サウジアラビア戦、阿部は3失点に絡んでしまった。2点目は左手首を負傷しながらも自ら取り戻したが、3点目は決められた後、大の字になって倒れ、起き上がれなかった。
「1点目は、マークしてたのにセカンドボールに対応が遅れてしまった。2点目は、ポジショニング的にはニアを切るかカバーするか一瞬迷って、センタリングに対してニアを切ったけど……ボールが素晴らしすぎた。それでも最低限シュートを打たせないとかすべきでした。3点目は、個の能力にやられて……。最後の場面は1対1だったけど、止められなかったのは自分の力がないからです」
阿部にとってのアジアカップは、痛恨のファールから始まった。初戦のカタール戦、残り3分というところで不用意なファールを与え、ゴール前でFKを与えた。そこから同点ゴールを決められ、日本は勝ち点3を失い、1-1のドローで試合を終えた。
「あれも自分のミスでした。87分まで相手を抑えたのに、たったひとつの自分のミスで勝ち試合を失ってしまった。これは精神的にすごくキツかったですね」
失点の仕方は、オシムが最も嫌いなパターンだった。ジェフ時代も後半に追い付かれ、勝ち点3を失うことが多かった。そんな時、オシムは「流れを読み、状況に合ったプレーをしろ」と激怒した。そのことを十分に理解していた阿部だけに、この失点は精神的なダメージとして残った。
「UAE戦は、初戦のミスが頭にあって積極的にプレーが出来なかった。別に引きずっていたわけじゃないけど、ファールを恐がってしまって……。でも、ベトナム戦は気持ちを前面に出して、いつも通りやろうと心がけ、積極的にプレーできたんです。それで自分の中では整理できたんですけど……」
だが、失点は止まらず、豪州戦も先手を取られた。それだけにサウジアラビア戦はゼロに押さえて、勝利に貢献したいという気持ちは非常に強かった。練習では中澤佑二と守備の連携について何度も話し合い、練習後には大熊コーチに動き方やポジショニングについて聞き、少しでも守備力を高めようとした。しかし、結果は出なかった。

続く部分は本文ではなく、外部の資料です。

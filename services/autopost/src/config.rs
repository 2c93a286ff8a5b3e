//! Configuration types and loading
//!
//! Config precedence: CLI args > env vars > config file > defaults.
//! The OAuth client secret is loaded from the X_CLIENT_SECRET env var or
//! client_secret_file, never stored in the TOML directly to avoid leaking
//! secrets.

use common::Secret;
use serde::Deserialize;
use std::net::SocketAddr;
use std::path::{Path, PathBuf};
use xpost_store::HeaderMode;

/// Root configuration
#[derive(Debug, Deserialize)]
pub struct Config {
    pub oauth: OAuthSection,
    pub store: StoreSection,
    pub server: ServerSection,
}

/// OAuth application settings
#[derive(Debug, Deserialize)]
pub struct OAuthSection {
    /// Public OAuth client id; X_CLIENT_ID env var takes precedence
    #[serde(default)]
    pub client_id: String,
    #[serde(skip)]
    pub client_secret: Option<Secret<String>>,
    /// Path to a file containing the client secret (alternative to X_CLIENT_SECRET)
    #[serde(default)]
    pub client_secret_file: Option<PathBuf>,
    /// This service's externally visible callback URL, registered with the
    /// platform as the redirect URI
    pub public_url: String,
    #[serde(default = "default_authorize_url")]
    pub authorize_url: String,
    #[serde(default = "default_api_url")]
    pub api_url: String,
    #[serde(default = "default_scopes")]
    pub scopes: String,
}

/// Workbook store settings
#[derive(Debug, Deserialize)]
pub struct StoreSection {
    pub workbook_path: PathBuf,
    /// Content header policy: keyword | first-row | none
    #[serde(default)]
    pub header_mode: HeaderMode,
    #[serde(default = "default_channel")]
    pub default_channel: String,
}

/// HTTP server settings
#[derive(Debug, Deserialize)]
pub struct ServerSection {
    pub listen_addr: SocketAddr,
    #[serde(default = "default_max_connections")]
    pub max_connections: usize,
}

fn default_authorize_url() -> String {
    xpost_auth::DEFAULT_AUTHORIZE_URL.to_string()
}

fn default_api_url() -> String {
    xpost_auth::DEFAULT_API_URL.to_string()
}

fn default_scopes() -> String {
    xpost_auth::DEFAULT_SCOPES.to_string()
}

fn default_channel() -> String {
    "posts".to_string()
}

fn default_max_connections() -> usize {
    64
}

impl Config {
    /// Load configuration from a TOML file, then overlay environment variables.
    ///
    /// Client id: X_CLIENT_ID env var overrides the file value.
    /// Client secret resolution order:
    /// 1. X_CLIENT_SECRET env var
    /// 2. client_secret_file path from config
    ///
    /// Both the client id and the secret are required; without them no
    /// authorization or refresh call can be made.
    pub fn load(path: &Path) -> common::Result<Self> {
        let contents = std::fs::read_to_string(path)?;
        let mut config: Config = toml::from_str(&contents)?;

        if let Ok(id) = std::env::var("X_CLIENT_ID") {
            config.oauth.client_id = id;
        }
        if config.oauth.client_id.trim().is_empty() {
            return Err(common::Error::Config(
                "client_id is not set (config [oauth] or X_CLIENT_ID env var)".into(),
            ));
        }

        // Validate public_url is a valid URL with http(s) scheme
        if !config.oauth.public_url.starts_with("http://")
            && !config.oauth.public_url.starts_with("https://")
        {
            return Err(common::Error::Config(format!(
                "public_url must start with http:// or https://, got: {}",
                config.oauth.public_url
            )));
        }

        // Resolve client secret: env var takes precedence over file
        if let Ok(secret) = std::env::var("X_CLIENT_SECRET") {
            config.oauth.client_secret = Some(Secret::new(secret));
        } else if let Some(ref secret_file) = config.oauth.client_secret_file {
            let secret = std::fs::read_to_string(secret_file).map_err(|e| {
                common::Error::Config(format!(
                    "failed to read client_secret_file {}: {e}",
                    secret_file.display()
                ))
            })?;
            let secret = secret.trim().to_owned();
            if !secret.is_empty() {
                config.oauth.client_secret = Some(Secret::new(secret));
            }
        }
        if config.oauth.client_secret.is_none() {
            return Err(common::Error::Config(
                "client secret is not set (X_CLIENT_SECRET env var or client_secret_file)".into(),
            ));
        }

        Ok(config)
    }

    /// Resolve config file path from CLI arg or CONFIG_PATH env var.
    pub fn resolve_path(cli_path: Option<&str>) -> PathBuf {
        if let Some(p) = cli_path {
            return PathBuf::from(p);
        }
        if let Ok(p) = std::env::var("CONFIG_PATH") {
            return PathBuf::from(p);
        }
        PathBuf::from("x-autopost.toml")
    }
}
//! PKCE (Proof Key for Code Exchange) implementation per RFC 7636
//!
//! Generates the code verifier and S256 challenge used during the OAuth
//! authorization flow. The verifier is stored server-side and sent during
//! token exchange; the challenge is included in the authorization URL so
//! the authorization server can verify the exchange request came from the
//! same party that initiated the flow.

use base64::Engine;
use base64::engine::general_purpose::URL_SAFE_NO_PAD;
use rand::RngExt;
use sha2::{Digest, Sha256};

/// Generate a cryptographically random PKCE code verifier.
///
/// Produces a 64-byte random value encoded as URL-safe base64 (no padding):
/// 86 characters, inside the 43-128 range RFC 7636 requires.
pub fn generate_verifier() -> String {
    let mut bytes = [0u8; 64];
    rand::rng().fill(&mut bytes);
    URL_SAFE_NO_PAD.encode(bytes)
}

/// Compute the S256 code challenge from a verifier.
///
/// `challenge = BASE64URL(SHA256(verifier))`
///
/// The authorization server compares this against the challenge sent in
/// the authorization URL to verify the token exchange request is legitimate.
pub fn compute_challenge(verifier: &str) -> String {
    let hash = Sha256::digest(verifier.as_bytes());
    URL_SAFE_NO_PAD.encode(hash)
}

/// Build the full authorization URL with all required OAuth parameters.
///
/// The `state` parameter is an opaque value the client generates for CSRF
/// protection. The authorization server returns it unchanged in the callback,
/// where it is compared against the stored in-flight session.
pub fn build_authorization_url(
    authorize_url: &str,
    client_id: &str,
    redirect_uri: &str,
    scopes: &str,
    state: &str,
    challenge: &str,
) -> String {
    format!(
        "{}?response_type=code&client_id={}&redirect_uri={}&scope={}&state={}&code_challenge={}&code_challenge_method=S256",
        authorize_url,
        urlencoded(client_id),
        urlencoded(redirect_uri),
        urlencoded(scopes),
        state,
        challenge,
    )
}

/// Minimal URL encoding for parameter values.
/// Only encodes characters that would break URL parameter parsing.
fn urlencoded(s: &str) -> String {
    s.replace(' ', "%20")
        .replace(':', "%3A")
        .replace('/', "%2F")
}

#[cfg(test)]
mod tests {
    use super::*;

    #[test]
    fn verifier_is_url_safe_base64() {
        let verifier = generate_verifier();
        // 64 bytes → 86 base64url chars (no padding)
        assert_eq!(verifier.len(), 86);
        assert!(
            verifier
                .chars()
                .all(|c| c.is_ascii_alphanumeric() || c == '-' || c == '_'),
            "verifier must be URL-safe base64 (no padding): {verifier}"
        );
    }

    #[test]
    fn verifier_length_is_within_rfc_range() {
        let verifier = generate_verifier();
        assert!(
            (43..=128).contains(&verifier.len()),
            "RFC 7636 requires 43-128 chars, got {}",
            verifier.len()
        );
    }

    #[test]
    fn verifiers_are_unique() {
        let a = generate_verifier();
        let b = generate_verifier();
        assert_ne!(a, b, "two verifiers must not collide");
    }

    #[test]
    fn challenge_is_deterministic() {
        let verifier = "test-verifier-value";
        let c1 = compute_challenge(verifier);
        let c2 = compute_challenge(verifier);
        assert_eq!(c1, c2, "same verifier must produce same challenge");
    }

    #[test]
    fn challenge_is_url_safe_base64() {
        let challenge = compute_challenge("test-verifier");
        // SHA-256 produces 32 bytes → 43 base64url chars (no padding)
        assert_eq!(challenge.len(), 43);
        assert!(
            challenge
                .chars()
                .all(|c| c.is_ascii_alphanumeric() || c == '-' || c == '_'),
            "challenge must be URL-safe base64 (no padding): {challenge}"
        );
    }

    #[test]
    fn challenge_matches_known_value() {
        // Pre-computed: SHA256("hello") = 2cf24dba5fb0a30e26e83b2ac5b9e29e1b161e5c1fa7425e73043362938b9824
        // base64url of those 32 bytes = LPJNul-wow4m6DsqxbninhsWHlwfp0JecwQzYpOLmCQ
        let challenge = compute_challenge("hello");
        assert_eq!(challenge, "LPJNul-wow4m6DsqxbninhsWHlwfp0JecwQzYpOLmCQ");
    }

    #[test]
    fn authorization_url_contains_required_params() {
        let challenge = compute_challenge("test-verifier");
        let url = build_authorization_url(
            "https://twitter.com/i/oauth2/authorize",
            "client-123",
            "https://example.com/callback",
            "tweet.read tweet.write users.read offline.access",
            "test-state-123",
            &challenge,
        );

        assert!(url.starts_with("https://twitter.com/i/oauth2/authorize?"));
        assert!(url.contains("response_type=code"));
        assert!(url.contains("client_id=client-123"));
        assert!(url.contains("redirect_uri=https%3A%2F%2Fexample.com%2Fcallback"));
        assert!(url.contains("scope=tweet.read%20tweet.write%20users.read%20offline.access"));
        assert!(url.contains("state=test-state-123"));
        assert!(url.contains(&format!("code_challenge={challenge}")));
        assert!(url.contains("code_challenge_method=S256"));
    }

    #[test]
    fn roundtrip_verifier_challenge() {
        // Generate a real verifier and verify the challenge is valid base64url
        let verifier = generate_verifier();
        let challenge = compute_challenge(&verifier);

        let decoded = URL_SAFE_NO_PAD.decode(&challenge).expect("valid base64url");
        assert_eq!(decoded.len(), 32, "SHA-256 hash must be 32 bytes");
    }
}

「自分の力のなさを感じたし、DFはひとつのミスで失点してしまうんで改めて重いポジションだなって思いました。それに……監督の期待に応えられなかったのが悔しいです」
その反省を踏まえて臨んだ韓国戦では思い切ったプレーで失点をゼロに押さえた。
今大会ではいくつかの失敗をした。その記憶は、深い傷跡となって胸に刻み込まれたろう。阿部には、この痛みこそが最大の収穫になったはずだ。